Mainly Russian-speaking settlements include Barentsburg.

Some Russian is spoken in Svalbard's capital, Longyearbyen, and appears in some signage.

Abandoned communities which spoke Russian include Grumant until 1961, and Pyramiden until 2000.

==Chinese==
The Arctic Yellow River Station was established in 2003, by the People's Republic of China.
==Basque==
Several Basque whaling expeditions were sent to Svalbard starting in 1612 and ending 1637, they used Euskara but also spoke other languages such as English, Dutch, French, and Danish.
==Dutch==
Smeerenburg was Dutch-speaking until about 1660. The name itself is Dutch for "blubber town". There was also a Dutch whaling station on Ytre Norskøya and several other locations in Svalbard as well.

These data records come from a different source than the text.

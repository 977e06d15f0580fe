/// Error type for connector setup and store access.
#[derive(Debug, thiserror::Error)]
pub enum DatabaseError {
    /// PostgreSQL-specific errors (SeaORM)
    #[cfg(feature = "postgres")]
    #[error("PostgreSQL error: {0}")]
    Postgres(#[from] sea_orm::DbErr),

    /// Redis-specific errors
    #[cfg(feature = "redis")]
    #[error("Redis error: {0}")]
    Redis(#[from] redis::RedisError),

    /// Connection failed after retries
    #[error("Connection failed after {attempts} attempts: {message}")]
    ConnectionFailed { attempts: u32, message: String },

    /// Configuration error
    #[error("Configuration error: {0}")]
    ConfigError(String),
}

/// Result type alias for database operations
pub type DatabaseResult<T> = Result<T, DatabaseError>;
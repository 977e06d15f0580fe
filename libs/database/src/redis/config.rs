#[cfg(feature = "config")]
use core_config::{ConfigError, FromEnv};

/// Local development Redis used when neither `REDIS_URL` nor `REDIS_HOST` is set.
pub const DEFAULT_REDIS_URL: &str = "redis://localhost:6379/0";

/// Redis connection settings.
#[derive(Clone, Debug, PartialEq, Eq)]
pub struct RedisConfig {
    /// Connection URL; may already carry credentials and the database index
    pub url: String,
}

impl RedisConfig {
    pub fn new(url: impl Into<String>) -> Self {
        Self { url: url.into() }
    }

    pub fn url(&self) -> &str {
        &self.url
    }
}

impl Default for RedisConfig {
    fn default() -> Self {
        Self::new(DEFAULT_REDIS_URL)
    }
}

/// Reads `REDIS_URL`, falling back to `REDIS_HOST` (compose files use that
/// name), then to [`DEFAULT_REDIS_URL`]. Values without a scheme are treated
/// as a bare host name.
#[cfg(feature = "config")]
impl FromEnv for RedisConfig {
    fn from_env() -> Result<Self, ConfigError> {
        let raw = std::env::var("REDIS_URL")
            .or_else(|_| std::env::var("REDIS_HOST"))
            .unwrap_or_else(|_| DEFAULT_REDIS_URL.to_string());

        let url = if raw.contains("://") {
            raw
        } else if raw.trim().is_empty() {
            return Err(ConfigError::ParseError {
                key: "REDIS_URL".to_string(),
                details: "value is empty".to_string(),
            });
        } else {
            format!("redis://{}:6379/0", raw.trim())
        };

        Ok(Self { url })
    }
}

#[cfg(test)]
mod tests {
    use super::*;

    #[test]
    fn test_default() {
        assert_eq!(RedisConfig::default().url(), "redis://localhost:6379/0");
    }

    #[cfg(feature = "config")]
    #[test]
    fn test_from_env_prefers_redis_url() {
        temp_env::with_vars(
            [
                ("REDIS_URL", Some("redis://cache:6380/2")),
                ("REDIS_HOST", Some("ignored")),
            ],
            || {
                assert_eq!(RedisConfig::from_env().unwrap().url, "redis://cache:6380/2");
            },
        );
    }

    #[cfg(feature = "config")]
    #[test]
    fn test_from_env_bare_host() {
        temp_env::with_vars(
            [("REDIS_URL", None::<&str>), ("REDIS_HOST", Some("redis"))],
            || {
                assert_eq!(RedisConfig::from_env().unwrap().url, "redis://redis:6379/0");
            },
        );
    }

    #[cfg(feature = "config")]
    #[test]
    fn test_from_env_defaults_to_local() {
        temp_env::with_vars(
            [("REDIS_URL", None::<&str>), ("REDIS_HOST", None::<&str>)],
            || {
                assert_eq!(RedisConfig::from_env().unwrap().url, DEFAULT_REDIS_URL);
            },
        );
    }

    #[cfg(feature = "config")]
    #[test]
    fn test_from_env_rejects_empty() {
        temp_env::with_vars(
            [("REDIS_URL", Some("  ")), ("REDIS_HOST", None::<&str>)],
            || {
                assert!(RedisConfig::from_env().is_err());
            },
        );
    }
}
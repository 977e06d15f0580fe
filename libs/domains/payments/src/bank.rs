//! Simulated external bank.
//!
//! Stands in for a card processor: a fixed latency, a validation failure for
//! negative amounts and a random timeout independent of the request.

use async_trait::async_trait;
use core_config::{ConfigError, FromEnv, env_parse};
use rand::Rng;
use std::time::Duration;
use thiserror::Error;
use tracing::info;

#[derive(Debug, Clone, PartialEq, Eq, Error)]
pub enum BankError {
    #[error("Invalid amount: {0}")]
    InvalidAmount(i64),

    #[error("Insufficient funds: requested {requested}, limit {limit}")]
    InsufficientFunds { requested: i64, limit: i64 },

    #[error("Bank API timeout")]
    Timeout,
}

impl BankError {
    /// Permanent rejections will fail the same way on every retry.
    pub fn is_permanent(&self) -> bool {
        matches!(
            self,
            BankError::InvalidAmount(_) | BankError::InsufficientFunds { .. }
        )
    }
}

/// External debit capability
#[cfg_attr(test, mockall::automock)]
#[async_trait]
pub trait PaymentGateway: Send + Sync {
    async fn debit(&self, order_id: &str, amount: i64) -> Result<(), BankError>;
}

#[derive(Debug, Clone, PartialEq)]
pub struct BankConfig {
    /// Delay applied to every debit
    pub latency: Duration,
    /// Probability in `[0, 1]` that a debit times out
    pub timeout_rate: f64,
    /// Largest amount the simulated account covers; `None` means unlimited
    pub max_debit: Option<i64>,
}

impl Default for BankConfig {
    fn default() -> Self {
        Self {
            latency: Duration::from_millis(500),
            timeout_rate: 0.1,
            max_debit: None,
        }
    }
}

impl BankConfig {
    /// Instant, always-available bank
    pub fn reliable() -> Self {
        Self {
            latency: Duration::ZERO,
            timeout_rate: 0.0,
            max_debit: None,
        }
    }

    pub fn with_latency(mut self, latency: Duration) -> Self {
        self.latency = latency;
        self
    }

    /// Out-of-range rates are clamped; NaN and infinities count as 0.
    pub fn with_timeout_rate(mut self, rate: f64) -> Self {
        self.timeout_rate = probability(rate);
        self
    }

    pub fn with_max_debit(mut self, limit: i64) -> Self {
        self.max_debit = Some(limit);
        self
    }
}

impl FromEnv for BankConfig {
    fn from_env() -> Result<Self, ConfigError> {
        let latency_ms: u64 = env_parse("BANK_LATENCY_MS", "500")?;
        let timeout_rate: f64 = env_parse("BANK_TIMEOUT_RATE", "0.1")?;
        if !(0.0..=1.0).contains(&timeout_rate) {
            return Err(ConfigError::ParseError {
                key: "BANK_TIMEOUT_RATE".to_string(),
                details: format!("{} is not a probability", timeout_rate),
            });
        }
        let max_debit = match std::env::var("BANK_MAX_DEBIT") {
            Ok(_) => Some(env_parse("BANK_MAX_DEBIT", "0")?),
            Err(_) => None,
        };

        Ok(Self {
            latency: Duration::from_millis(latency_ms),
            timeout_rate,
            max_debit,
        })
    }
}

pub struct SimulatedBank {
    config: BankConfig,
}

impl SimulatedBank {
    pub fn new(config: BankConfig) -> Self {
        Self { config }
    }

    pub fn config(&self) -> &BankConfig {
        &self.config
    }
}

#[async_trait]
impl PaymentGateway for SimulatedBank {
    async fn debit(&self, order_id: &str, amount: i64) -> Result<(), BankError> {
        tokio::time::sleep(self.config.latency).await;

        if amount < 0 {
            return Err(BankError::InvalidAmount(amount));
        }
        if let Some(limit) = self.config.max_debit
            && amount > limit
        {
            return Err(BankError::InsufficientFunds {
                requested: amount,
                limit,
            });
        }

        let timed_out = rand::rng().random_bool(probability(self.config.timeout_rate));
        if timed_out {
            return Err(BankError::Timeout);
        }

        info!(order_id = %order_id, amount, "Bank debit accepted");
        Ok(())
    }
}

fn probability(rate: f64) -> f64 {
    if rate.is_finite() {
        rate.clamp(0.0, 1.0)
    } else {
        0.0
    }
}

The Netherlands still retains a research station at Ny-Ålesund.

==Danish==
The Danes were also present at Smeerenburg from 1619–23, 1625 and 1631. They also built a seasonal settlement in Kobbefjorden, which they occupied for a quarter century (1631–58).

==English==
English was spoken from the many whaling settlements established in Svalbard from 1611 to 1670.

==French==
French was spoken at the whaling settlement in Hamburgbukta, which was occupied from 1633 to 1638. France now maintains a research station at Ny-Ålesund.

==German==
In 1899, Bjørnøya was claimed by the German journalist and adventurer Theodor Lerner, who visited the island in 1898 and 1899 and claimed rights of ownership. In 1899, the Reichsamt des Innern dispatched a team under the pretext that the journey was for hydrographic and oceanographic research under the German fishery association Deutscher Seefischerei-Verein (DSV), which started investigations of whaling and fishery in the Barents Sea, and considered the possibility of an occupation of Bear Island.

During WW2, the Kriegsmarine did several operations in Svalbard, such as Operation Haudegen, Knospe, Operation Zitronella and Kreuzritter; and founded several weather stations like Taaget, Nussbaum, Helhus and Landvik. Evidently, they spoke German and were the last German troops to surrender after the Second World War.

Germany still maintains a research stations at Ny-Ålesund.

==Spanish==
The Spanish Empire claimed that Svalbard was a free zone under mare liberum, and several expeditions were done by Non-Basque Spaniards

==Swedish==
Swedish and Norwegian are mutually comprehensible to a considerable degree.

Pyramiden, which later became Soviet, was founded by a Swedish company in 1910.

==Other languages==
At present, the United Kingdom, France, Germany, Italy, Japan, South Korea, China, India, and the Netherlands all maintain research stations at Ny-Ålesund, although not all are inhabited year-round. France and Germany do not have independent bases as they share the same AWIPEV Research Base.

==Former and extinct languages==
The history of Russenorsk or Russonorsk (Norwegian for "Russo-Norwegian") is mainly limited to the 18th and 19th centuries. The Russian Revolution of 1917 brought about an end to its use; it is reported that the last Norwegian–Russian trade occurred in 1923, marking the last use of Russenorsk.

Russenorsk was a pidgin language combining elements of Russian and Norwegian, created by traders and whalers from northern Norway and the Russian Kola Peninsula. Another name for the language was Moja på tvoja that parodied a perverted Russian phrase, meaning something like "I can speak in your language" (from the Russian words моя (moya) "my", по (po) here used to mean "in" твоя (tvoya) "your").